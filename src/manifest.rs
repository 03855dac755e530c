//! Run summary and the plain-text manifest.
//!
//! The manifest lists what is on disk when it is written, not what the batch believes it wrote.

use std::fs::File;
use std::io::{BufWriter, Write};
use std::path::{Path, PathBuf};

use crate::aggregate::AggregateOutcome;
use crate::foundation::error::{MapError, MapResult};
use crate::job::{IMAGE_EXT, RenderOutcome};
use crate::style::StyleConfig;

/// Failures shown in previews unless configured otherwise.
pub const DEFAULT_PREVIEW: usize = 5;

/// Everything known about a finished run. Built once, after the batch and the overview.
#[derive(Clone, Debug, PartialEq)]
pub struct RunSummary {
    pub title: String,
    pub total_records: usize,
    pub outcomes: Vec<RenderOutcome>,
    pub not_attempted: usize,
    pub cancelled: bool,
    pub aggregate: AggregateOutcome,
    pub aggregate_path: PathBuf,
    pub manifest_path: PathBuf,
    pub style_name: String,
    pub style: StyleConfig,
    pub crs: Option<String>,
    pub source_name: String,
    /// How many failures previews list before summarizing the rest.
    pub preview: usize,
}

impl RunSummary {
    pub fn attempted(&self) -> usize {
        self.outcomes.len()
    }

    pub fn succeeded(&self) -> usize {
        self.outcomes.iter().filter(|o| o.is_success()).count()
    }

    pub fn failed(&self) -> usize {
        self.attempted() - self.succeeded()
    }

    /// Failure lines, at most `preview` of them, plus a trailer giving the rest.
    pub fn failure_preview(&self) -> Vec<String> {
        let failures: Vec<_> = self
            .outcomes
            .iter()
            .filter_map(|o| match o {
                RenderOutcome::Failure {
                    sequence_index,
                    label,
                    error,
                } => Some((sequence_index, label, error)),
                RenderOutcome::Success { .. } => None,
            })
            .collect();

        let mut lines: Vec<String> = failures
            .iter()
            .take(self.preview)
            .map(|(idx, label, error)| format!("#{} {label:?}: {error}", *idx + 1))
            .collect();
        if failures.len() > self.preview {
            lines.push(format!("... and {} more", failures.len() - self.preview));
        }
        lines
    }

    fn overview_status(&self) -> String {
        match &self.aggregate {
            AggregateOutcome::Success { path, skipped, .. } => {
                let name = file_label(path);
                if *skipped > 0 {
                    format!("{name} ({skipped} geometries skipped)")
                } else {
                    name
                }
            }
            AggregateOutcome::Failure { error } => format!("failed: {error}"),
        }
    }

    /// Multi-line summary for the terminal.
    pub fn console_report(&self) -> String {
        let mut lines = vec![
            format!("{}: {} records", self.title, self.total_records),
            format!("  attempted:     {}", self.attempted()),
            format!("  succeeded:     {}", self.succeeded()),
            format!("  failed:        {}", self.failed()),
        ];
        if self.cancelled || self.not_attempted > 0 {
            lines.push(format!("  not attempted: {} (cancelled)", self.not_attempted));
        }
        lines.push(format!("  overview:      {}", self.overview_status()));
        let preview = self.failure_preview();
        if !preview.is_empty() {
            lines.push(format!("  failures ({}):", self.failed()));
            lines.extend(preview.into_iter().map(|l| format!("    {l}")));
        }
        lines.join("\n")
    }
}

/// What the manifest writer found and wrote.
#[derive(Clone, Debug, PartialEq, Eq)]
pub struct ManifestReport {
    pub path: PathBuf,
    pub images_found: usize,
    /// Image file names in `output_dir`, sorted.
    pub files: Vec<String>,
}

/// Image files currently in `dir`, sorted by name.
pub fn list_images(dir: &Path) -> std::io::Result<Vec<String>> {
    let mut files = Vec::new();
    for entry in std::fs::read_dir(dir)? {
        let entry = entry?;
        let path = entry.path();
        if !entry.file_type()?.is_file() {
            continue;
        }
        if path.extension().and_then(|e| e.to_str()) != Some(IMAGE_EXT) {
            continue;
        }
        files.push(entry.file_name().to_string_lossy().into_owned());
    }
    files.sort();
    Ok(files)
}

/// Write the manifest for `summary` to `destination`, listing images found in `output_dir`.
///
/// Must run after every render of the run has finished.
#[tracing::instrument(skip_all, fields(dest = %destination.display()))]
pub fn write_manifest(
    summary: &RunSummary,
    output_dir: &Path,
    destination: &Path,
) -> MapResult<ManifestReport> {
    let files = list_images(output_dir).map_err(|source| MapError::Manifest {
        path: output_dir.to_path_buf(),
        source,
    })?;

    let write = || -> std::io::Result<()> {
        let mut w = BufWriter::new(File::create(destination)?);
        write_body(&mut w, summary, &files)?;
        w.into_inner().map_err(|e| e.into_error())?.sync_all()
    };
    write().map_err(|source| MapError::Manifest {
        path: destination.to_path_buf(),
        source,
    })?;

    tracing::info!(images_found = files.len(), "manifest written");
    Ok(ManifestReport {
        path: destination.to_path_buf(),
        images_found: files.len(),
        files,
    })
}

fn write_body(w: &mut impl Write, s: &RunSummary, files: &[String]) -> std::io::Result<()> {
    let heading = format!("{} - Generated Files", s.title);
    writeln!(w, "{heading}")?;
    writeln!(w, "{}", "=".repeat(heading.chars().count()))?;
    writeln!(w)?;

    writeln!(w, "Total records: {}", s.total_records)?;
    writeln!(w, "Images found: {}", files.len())?;
    write!(w, "Rendered: {} succeeded, {} failed", s.succeeded(), s.failed())?;
    if s.cancelled || s.not_attempted > 0 {
        write!(w, ", {} not attempted (cancelled)", s.not_attempted)?;
    }
    writeln!(w)?;
    writeln!(w, "Overview: {}", s.overview_status())?;

    let st = &s.style;
    writeln!(
        w,
        "Style: {} (fill {}, edge {}, background {}, line width {} pt, alpha {})",
        s.style_name, st.fill_color, st.edge_color, st.background_color, st.line_width, st.alpha
    )?;
    writeln!(w, "Resolution: {} DPI", st.dpi)?;
    writeln!(
        w,
        "Figure size: {} x {} in",
        st.figure_size.0, st.figure_size.1
    )?;
    writeln!(
        w,
        "Spatial reference: {}",
        s.crs.as_deref().unwrap_or("unspecified")
    )?;
    writeln!(w, "Data source: {}", s.source_name)?;

    let preview = s.failure_preview();
    if !preview.is_empty() {
        writeln!(w)?;
        writeln!(w, "Failures ({}):", s.failed())?;
        for line in preview {
            writeln!(w, "  {line}")?;
        }
    }

    writeln!(w)?;
    writeln!(w, "Files:")?;
    for (i, name) in files.iter().enumerate() {
        writeln!(w, "{:3}. {name}", i + 1)?;
    }
    Ok(())
}

fn file_label(path: &Path) -> String {
    path.file_name()
        .map(|n| n.to_string_lossy().into_owned())
        .unwrap_or_else(|| path.display().to_string())
}

#[cfg(test)]
mod tests {
    use super::*;

    fn summary(dir: &Path, outcomes: Vec<RenderOutcome>) -> RunSummary {
        RunSummary {
            title: "UK Counties".into(),
            total_records: outcomes.len(),
            outcomes,
            not_attempted: 0,
            cancelled: false,
            aggregate: AggregateOutcome::Failure {
                error: "nothing to draw (0 geometries skipped)".into(),
            },
            aggregate_path: dir.join("000_OVERVIEW.png"),
            manifest_path: dir.join("FILE_INDEX.txt"),
            style_name: "black".into(),
            style: StyleConfig::default(),
            crs: None,
            source_name: "counties.geojson".into(),
            preview: 2,
        }
    }

    fn failure(i: usize) -> RenderOutcome {
        RenderOutcome::Failure {
            sequence_index: i,
            label: format!("f{i}"),
            error: "boom".into(),
        }
    }

    #[test]
    fn manifest_reflects_disk_not_memory() {
        let dir = tempfile::tempdir().unwrap();
        let mut outcomes = Vec::new();
        for (i, name) in ["001_a.png", "002_b.png", "003_c.png"].iter().enumerate() {
            let path = dir.path().join(name);
            std::fs::write(&path, b"png").unwrap();
            outcomes.push(RenderOutcome::Success {
                sequence_index: i,
                label: name.to_string(),
                path,
            });
        }
        std::fs::write(dir.path().join("notes.txt"), b"x").unwrap();
        std::fs::remove_file(dir.path().join("002_b.png")).unwrap();

        let s = summary(dir.path(), outcomes);
        let report = write_manifest(&s, dir.path(), &s.manifest_path).unwrap();
        assert_eq!(report.images_found, 2);
        assert_eq!(report.files, ["001_a.png", "003_c.png"]);

        let text = std::fs::read_to_string(&s.manifest_path).unwrap();
        assert!(text.starts_with("UK Counties - Generated Files\n"));
        assert!(text.contains("Total records: 3\n"));
        assert!(text.contains("Images found: 2\n"));
        assert!(text.contains("Resolution: 300 DPI\n"));
        assert!(text.contains("  1. 001_a.png\n  2. 003_c.png\n"));
        assert!(text.contains("Overview: failed: nothing to draw"));
    }

    #[test]
    fn failure_preview_is_bounded_but_counts_everything() {
        let dir = tempfile::tempdir().unwrap();
        let s = summary(dir.path(), (0..5).map(failure).collect());
        let preview = s.failure_preview();
        assert_eq!(preview.len(), 3);
        assert_eq!(preview[0], "#1 \"f0\": boom");
        assert_eq!(preview[2], "... and 3 more");

        let console = s.console_report();
        assert!(console.contains("failed:        5"));
        assert!(console.contains("failures (5):"));
    }

    #[test]
    fn unwritable_destination_is_reported() {
        let dir = tempfile::tempdir().unwrap();
        let s = summary(dir.path(), Vec::new());
        let dest = dir.path().join("missing").join("FILE_INDEX.txt");
        let err = write_manifest(&s, dir.path(), &dest).unwrap_err();
        assert!(matches!(err, MapError::Manifest { .. }));
        assert!(!err.is_fatal_before_render());
    }
}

To do – When you reach the line with "sorted by name." in the records above, start writing out lines exactly, and stop once the line with "run has finished." has been written; include nothing else.

Response area –
/// Image files currently in `dir`, sorted by name.
pub fn list_images(dir: &Path) -> std::io::Result<Vec<String>> {
    let mut files = Vec::new();
    for entry in std::fs::read_dir(dir)? {
        let entry = entry?;
        let path = entry.path();
        if !entry.file_type()?.is_file() {
            continue;
        }
        if path.extension().and_then(|e| e.to_str()) != Some(IMAGE_EXT) {
            continue;
        }
        files.push(entry.file_name().to_string_lossy().into_owned());
    }
    files.sort();
    Ok(files)
}

/// Write the manifest for `summary` to `destination`, listing images found in `output_dir`.
///
/// Must run after every render of the run has finished.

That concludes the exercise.